_Material to process_
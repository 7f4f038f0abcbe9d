use std::time::Duration;

use ::redis::aio::ConnectionManager;
use async_trait::async_trait;

use crate::{errors::StoreError, models::Flight};

pub const FLIGHTS_CACHE_KEY: &str = "flights:all";

/// Short-lived copy of the full flight list. Only an optimisation: callers treat
/// every error as a miss.
#[async_trait]
pub trait FlightCache: Send + Sync {
    async fn get(&self) -> Result<Option<Vec<Flight>>, StoreError>;
    async fn set(&self, flights: &[Flight], ttl: Duration) -> Result<(), StoreError>;
    async fn invalidate(&self) -> Result<(), StoreError>;
}

#[derive(Clone)]
pub struct RedisFlightCache {
    conn: ConnectionManager,
}

impl RedisFlightCache {
    pub fn new(conn: ConnectionManager) -> Self {
        Self { conn }
    }
}

#[async_trait]
impl FlightCache for RedisFlightCache {
    async fn get(&self) -> Result<Option<Vec<Flight>>, StoreError> {
        let mut conn = self.conn.clone();
        let payload: Option<String> = ::redis::cmd("GET")
            .arg(FLIGHTS_CACHE_KEY)
            .query_async(&mut conn)
            .await?;

        match payload {
            Some(json) => Ok(Some(serde_json::from_str(&json)?)),
            None => Ok(None),
        }
    }

    async fn set(&self, flights: &[Flight], ttl: Duration) -> Result<(), StoreError> {
        let payload = serde_json::to_string(flights)?;
        let mut conn = self.conn.clone();
        ::redis::cmd("SET")
            .arg(FLIGHTS_CACHE_KEY)
            .arg(payload)
            .arg("EX")
            .arg(ttl.as_secs().max(1))
            .query_async::<_, ()>(&mut conn)
            .await?;
        Ok(())
    }

    async fn invalidate(&self) -> Result<(), StoreError> {
        let mut conn = self.conn.clone();
        ::redis::cmd("DEL")
            .arg(FLIGHTS_CACHE_KEY)
            .query_async::<_, ()>(&mut conn)
            .await?;
        Ok(())
    }
}
use config::{Config, ConfigError, Environment, File, FileFormat};
use serde::Deserialize;

#[derive(Debug, Deserialize, Clone)]
pub struct Settings {
    pub logging: LoggingSettings,
    pub server: ServerSettings,
    pub game: GameSettings,
    pub flights: FlightSettings,
    pub redis: RedisSettings,
    pub hub: HubSettings,
}

impl Settings {
    pub fn new() -> Result<Self, ConfigError> {
        let run_mode = std::env::var("RUN_MODE").unwrap_or_else(|_| "development".into());
        println!("Loading configuration for RUN_MODE: {}", &run_mode);

        let s = Config::builder()
            // Load environment-specific file (e.g., development.toml, production.toml)
            .add_source(
                File::with_name(&format!("config/{}", run_mode))
                    .format(FileFormat::Toml)
                    .required(true),
            )
            // Add environment variables (e.g., APP_FLIGHTS__API_KEY=...)
            .add_source(Environment::with_prefix("APP").separator("__"))
            .build()?;

        s.try_deserialize()
    }
}

#[derive(Debug, Deserialize, Clone)]
pub struct ServerSettings {
    pub bind_address: String,
    pub port: u16,
    pub log_level: String,
    pub metrics_auth_token: Option<String>,
}

#[derive(Debug, Deserialize, Clone)]
pub struct LoggingSettings {
    pub directory: String,
    pub filename: String,
}

#[derive(Debug, Deserialize, Clone)]
pub struct GameSettings {
    pub total_rounds: usize,
    /// Fixed seed for every random draw in the process. Unset means entropy.
    #[serde(default)]
    pub random_seed: Option<u64>,
}

#[derive(Debug, Deserialize, Clone)]
pub struct FlightSettings {
    pub poll_interval_seconds: u64,
    pub cache_ttl_seconds: u64,
    pub api_base_url: String,
    #[serde(default)]
    pub api_key: String,
    pub request_timeout_seconds: u64,
    pub fetch_limit: u32,
}

#[derive(Debug, Deserialize, Clone)]
pub struct RedisSettings {
    pub url: String,
    pub enabled: bool,
    pub max_reconnect_attempts: u32,
    pub initial_reconnect_delay_ms: u64,
    pub max_reconnect_delay_ms: u64,
}

#[derive(Debug, Deserialize, Clone)]
pub struct HubSettings {
    /// Outbound queue length per viewer before it is treated as stalled.
    pub queue_capacity: usize,
    pub heartbeat_interval_seconds: u64,
    pub client_timeout_seconds: u64,
}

_What is required_
Please transcribe the full listing exactly, down to the last line.

_Expected answer_
repository 7f4f038f0abcbe9d
use std::time::Duration;

use ::redis::aio::ConnectionManager;
use async_trait::async_trait;

use crate::{errors::StoreError, models::Flight};

pub const FLIGHTS_CACHE_KEY: &str = "flights:all";

/// Short-lived copy of the full flight list. Only an optimisation: callers treat
/// every error as a miss.
#[async_trait]
pub trait FlightCache: Send + Sync {
    async fn get(&self) -> Result<Option<Vec<Flight>>, StoreError>;
    async fn set(&self, flights: &[Flight], ttl: Duration) -> Result<(), StoreError>;
    async fn invalidate(&self) -> Result<(), StoreError>;
}

#[derive(Clone)]
pub struct RedisFlightCache {
    conn: ConnectionManager,
}

impl RedisFlightCache {
    pub fn new(conn: ConnectionManager) -> Self {
        Self { conn }
    }
}

#[async_trait]
impl FlightCache for RedisFlightCache {
    async fn get(&self) -> Result<Option<Vec<Flight>>, StoreError> {
        let mut conn = self.conn.clone();
        let payload: Option<String> = ::redis::cmd("GET")
            .arg(FLIGHTS_CACHE_KEY)
            .query_async(&mut conn)
            .await?;

        match payload {
            Some(json) => Ok(Some(serde_json::from_str(&json)?)),
            None => Ok(None),
        }
    }

    async fn set(&self, flights: &[Flight], ttl: Duration) -> Result<(), StoreError> {
        let payload = serde_json::to_string(flights)?;
        let mut conn = self.conn.clone();
        ::redis::cmd("SET")
            .arg(FLIGHTS_CACHE_KEY)
            .arg(payload)
            .arg("EX")
            .arg(ttl.as_secs().max(1))
            .query_async::<_, ()>(&mut conn)
            .await?;
        Ok(())
    }

    async fn invalidate(&self) -> Result<(), StoreError> {
        let mut conn = self.conn.clone();
        ::redis::cmd("DEL")
            .arg(FLIGHTS_CACHE_KEY)
            .query_async::<_, ()>(&mut conn)
            .await?;
        Ok(())
    }
}
use config::{Config, ConfigError, Environment, File, FileFormat};
use serde::Deserialize;

#[derive(Debug, Deserialize, Clone)]
pub struct Settings {
    pub logging: LoggingSettings,
    pub server: ServerSettings,
    pub game: GameSettings,
    pub flights: FlightSettings,
    pub redis: RedisSettings,
    pub hub: HubSettings,
}

impl Settings {
    pub fn new() -> Result<Self, ConfigError> {
        let run_mode = std::env::var("RUN_MODE").unwrap_or_else(|_| "development".into());
        println!("Loading configuration for RUN_MODE: {}", &run_mode);

        let s = Config::builder()
            // Load environment-specific file (e.g., development.toml, production.toml)
            .add_source(
                File::with_name(&format!("config/{}", run_mode))
                    .format(FileFormat::Toml)
                    .required(true),
            )
            // Add environment variables (e.g., APP_FLIGHTS__API_KEY=...)
            .add_source(Environment::with_prefix("APP").separator("__"))
            .build()?;

        s.try_deserialize()
    }
}

#[derive(Debug, Deserialize, Clone)]
pub struct ServerSettings {
    pub bind_address: String,
    pub port: u16,
    pub log_level: String,
    pub metrics_auth_token: Option<String>,
}

#[derive(Debug, Deserialize, Clone)]
pub struct LoggingSettings {
    pub directory: String,
    pub filename: String,
}

#[derive(Debug, Deserialize, Clone)]
pub struct GameSettings {
    pub total_rounds: usize,
    /// Fixed seed for every random draw in the process. Unset means entropy.
    #[serde(default)]
    pub random_seed: Option<u64>,
}

#[derive(Debug, Deserialize, Clone)]
pub struct FlightSettings {
    pub poll_interval_seconds: u64,
    pub cache_ttl_seconds: u64,
    pub api_base_url: String,
    #[serde(default)]
    pub api_key: String,
    pub request_timeout_seconds: u64,
    pub fetch_limit: u32,
}

#[derive(Debug, Deserialize, Clone)]
pub struct RedisSettings {
    pub url: String,
    pub enabled: bool,
    pub max_reconnect_attempts: u32,
    pub initial_reconnect_delay_ms: u64,
    pub max_reconnect_delay_ms: u64,
}

#[derive(Debug, Deserialize, Clone)]
pub struct HubSettings {
    /// Outbound queue length per viewer before it is treated as stalled.
    pub queue_capacity: usize,
    pub heartbeat_interval_seconds: u64,
    pub client_timeout_seconds: u64,
}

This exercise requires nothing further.